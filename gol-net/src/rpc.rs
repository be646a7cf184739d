use crate::frame::{read_framed, write_framed};
use gol_base::{err, Result};
use gol_grid::{Adjustment, BrokerParams, WorkerParams};
use serde::{Deserialize, Serialize};
use std::net::TcpStream;

/// A call a broker makes to a worker. `Next` carries the surrounding-count
/// adjustments the *previous* turn's flips owe this worker, as resolved by
/// the broker's exchange graph (empty on the first turn).
#[derive(Clone, Debug, Serialize, Deserialize)]
pub enum WorkerCall {
    Init(WorkerParams),
    Next(Adjustment),
    Kill,
}

/// A worker's reply. `Next`'s payload is the packed coordinates of every
/// cell this worker flipped this turn (see `gol_codec::encode_coords`),
/// exactly as the broker re-emits it on the controller event stream.
#[derive(Clone, Debug, Serialize, Deserialize)]
pub enum WorkerReply {
    InitOk,
    NextOk(Vec<u8>),
    KillOk,
    Err(String),
}

/// A call a controller makes to a broker.
#[derive(Clone, Debug, Serialize, Deserialize)]
pub enum BrokerCall {
    Init(BrokerParams),
    Pause,
    Resume,
    Save,
    Quit,
    Kill,
}

#[derive(Clone, Debug, Serialize, Deserialize)]
pub enum BrokerReply {
    Ok,
    Err(String),
}

fn call<Req: Serialize, Resp: serde::de::DeserializeOwned>(
    stream: &mut TcpStream,
    req: &Req,
) -> Result<Resp> {
    write_framed(stream, req)?;
    read_framed(stream)?.ok_or_else(|| err("connection closed before reply"))
}

pub fn call_worker(stream: &mut TcpStream, req: &WorkerCall) -> Result<WorkerReply> {
    call(stream, req)
}

pub fn call_broker(stream: &mut TcpStream, req: &BrokerCall) -> Result<BrokerReply> {
    call(stream, req)
}

/// Read one incoming call off an accepted connection, for use on the
/// serving side of either RPC surface.
pub fn recv_worker_call(stream: &mut TcpStream) -> Result<Option<WorkerCall>> {
    read_framed(stream)
}

pub fn recv_broker_call(stream: &mut TcpStream) -> Result<Option<BrokerCall>> {
    read_framed(stream)
}

pub fn send_worker_reply(stream: &mut TcpStream, reply: &WorkerReply) -> Result<()> {
    write_framed(stream, reply)
}

pub fn send_broker_reply(stream: &mut TcpStream, reply: &BrokerReply) -> Result<()> {
    write_framed(stream, reply)
}

#[cfg(test)]
mod test {
    use super::*;
    use std::net::TcpListener;
    use std::thread;
    use test_log::test;

    #[test]
    fn test_worker_call_roundtrip_over_tcp() {
        let listener = TcpListener::bind("127.0.0.1:0").unwrap();
        let addr = listener.local_addr().unwrap();

        let server = thread::spawn(move || {
            let (mut stream, _) = listener.accept().unwrap();
            let call = recv_worker_call(&mut stream).unwrap().unwrap();
            assert!(matches!(call, WorkerCall::Kill));
            send_worker_reply(&mut stream, &WorkerReply::KillOk).unwrap();
        });

        let mut client = TcpStream::connect(addr).unwrap();
        let reply = call_worker(&mut client, &WorkerCall::Kill).unwrap();
        assert!(matches!(reply, WorkerReply::KillOk));
        server.join().unwrap();
    }
}
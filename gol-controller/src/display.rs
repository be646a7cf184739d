use gol_grid::Cell;

/// Local-only run states the controller announces around broker pause/
/// resume echoes and session end; these never appear on the wire, they
/// exist purely for `DisplaySink` consumers.
#[derive(Clone, Copy, Debug, Eq, PartialEq)]
pub enum StateChange {
    Running,
    Paused,
    Quitting,
}

#[derive(Clone, Debug, PartialEq)]
pub enum DisplayEvent {
    CellFlipped(Cell),
    TurnComplete { turn: u32 },
    StateChanged(StateChange),
    AliveCount { turn: u32, count: usize },
}

/// The visualization side of the controller, standing in for the SDL
/// window of the distilled source. Swappable so tests can assert on a
/// recorded event list instead of driving a real terminal.
pub trait DisplaySink {
    fn on_event(&mut self, event: DisplayEvent);
}

/// Prints one line per event to stdout. The production `DisplaySink`;
/// deliberately not a terminal UI, so the interactive surface stays out
/// of the hard design path per the spec it's grounded in.
#[derive(Default)]
pub struct StdoutDisplaySink;

impl DisplaySink for StdoutDisplaySink {
    fn on_event(&mut self, event: DisplayEvent) {
        match event {
            DisplayEvent::CellFlipped(cell) => println!("flip ({}, {})", cell.x, cell.y),
            DisplayEvent::TurnComplete { turn } => println!("turn {turn} complete"),
            DisplayEvent::StateChanged(state) => println!("state: {state:?}"),
            DisplayEvent::AliveCount { turn, count } => {
                println!("turn {turn}: {count} cells alive")
            }
        }
    }
}

#[cfg(test)]
pub struct RecordingDisplaySink {
    pub events: Vec<DisplayEvent>,
}

#[cfg(test)]
impl RecordingDisplaySink {
    pub fn new() -> Self {
        RecordingDisplaySink { events: Vec::new() }
    }
}

#[cfg(test)]
impl DisplaySink for RecordingDisplaySink {
    fn on_event(&mut self, event: DisplayEvent) {
        self.events.push(event);
    }
}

########

What is required - From the material above, please return each line containing "enum".

Exercise solution -
pub enum WorkerCall {
pub enum WorkerReply {
pub enum BrokerCall {
pub enum BrokerReply {
pub enum StateChange {
pub enum DisplayEvent {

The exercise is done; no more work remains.